En confirmant la surdotation des 52 premiers hectares, combattue par la Fédération nationale des syndicats d’exploitants agricoles (FNSEA), François Hollande a réaffirmé sa volonté politique de « soutenir l’activité et l’emploi dans les exploitations », en particulier les plus petites comme en élevage, « afin de consolider le tissu économique de notre territoire ». En outre, sur l’épineux sujet de la convergence des aides au niveau national, entre les 60 % réclamés par la FNSEA et les 100 % souhaités par son ministre Stéphane Le Foll, le président de la République a opté pour une voie progressive à partir de 2015 pour atteindre 70 % en 2019, avec des pertes liées à la mise en place de cette convergence plafonnées à 30 % du montant des aides.
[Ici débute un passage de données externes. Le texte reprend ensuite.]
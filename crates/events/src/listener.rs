//! Listener registry for host lifecycle extension points.
//!
//! A host subsystem (invoicing, sales, inventory) owns a lifecycle and exposes
//! a listener trait for it. Add-ons register implementations here; the host
//! calls them in registration order. Add-ons never own the lifecycle itself.

use std::sync::Arc;

/// Ordered set of listeners of one kind (usually `dyn SomeListener`).
pub struct Listeners<L: ?Sized> {
    items: Vec<Arc<L>>,
}

impl<L: ?Sized> Listeners<L> {
    pub fn new() -> Self {
        Self { items: Vec::new() }
    }

    /// Append a listener. It runs after every listener registered before it.
    pub fn register(&mut self, listener: Arc<L>) {
        self.items.push(listener);
    }

    pub fn iter(&self) -> impl Iterator<Item = &Arc<L>> {
        self.items.iter()
    }

    pub fn len(&self) -> usize {
        self.items.len()
    }

    pub fn is_empty(&self) -> bool {
        self.items.is_empty()
    }
}

impl<L: ?Sized> Default for Listeners<L> {
    fn default() -> Self {
        Self::new()
    }
}

impl<L: ?Sized> Clone for Listeners<L> {
    fn clone(&self) -> Self {
        Self {
            items: self.items.clone(),
        }
    }
}

impl<L: ?Sized> core::fmt::Debug for Listeners<L> {
    fn fmt(&self, f: &mut core::fmt::Formatter<'_>) -> core::fmt::Result {
        f.debug_struct("Listeners").field("len", &self.items.len()).finish()
    }
}

#[cfg(test)]
mod tests {
    use super::*;
    use std::sync::Mutex;

    trait Greeter: Send + Sync {
        fn greet(&self, log: &Mutex<Vec<&'static str>>);
    }

    struct Named(&'static str);

    impl Greeter for Named {
        fn greet(&self, log: &Mutex<Vec<&'static str>>) {
            log.lock().unwrap().push(self.0);
        }
    }

    #[test]
    fn listeners_run_in_registration_order() {
        let mut listeners: Listeners<dyn Greeter> = Listeners::new();
        listeners.register(Arc::new(Named("first")));
        listeners.register(Arc::new(Named("second")));

        let log = Mutex::new(Vec::new());
        for l in listeners.iter() {
            l.greet(&log);
        }

        assert_eq!(*log.lock().unwrap(), vec!["first", "second"]);
        assert_eq!(listeners.len(), 2);
    }

    #[test]
    fn empty_by_default() {
        let listeners: Listeners<dyn Greeter> = Listeners::default();
        assert!(listeners.is_empty());
    }
}
//! Process-wide logging setup shared by the binaries.

pub mod tracing;

pub use self::tracing::{LogFormat, init, init_with};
Soucieux de ne pas déstabiliser les productions animales intensives, et de ne pas opposer les productions agricoles les unes aux autres, le chef de l’État a semble-t-il réussi son grand oral sur la réforme de la PAC. Du côté de la FNSEA, le président Xavier Beulin1 se veut constructif : « François Hollande a reconnu deux choses : il faut rendre l’agriculture française compétitive ; il faut renforcer sa diversité, c’est-à-dire celle de notre alimentation. » Au moment où nous entrons dans une phase de négociation avec les États-Unis dans le cadre de l’Organisation mondiale du commerce, Xavier Beulin redoute en effet que la France se voit imposer une forme de banalisation de l’alimentation : « Notre chance, c’est au contraire de jouer sur d’autres registres comme la diversité, la qualité, le terroir, les produits segmentés ; nous devrons tirer notre épingle du jeu. »
Quant à Pierre Chevalier, son voisin de Corrèze, il se félicite « que la France prenne des décisions économiques pour l’élevage. C’était urgent. Parce que cette activité concentre les plus faibles revenus agricoles et que les contraintes de temps de travail sont énormes, nous sommes aujourd’hui à un point de rupture économique et sociologique. Nous étions sur une véritable cause nationale de politique d’aménagement du territoire sur un tiers de la France ».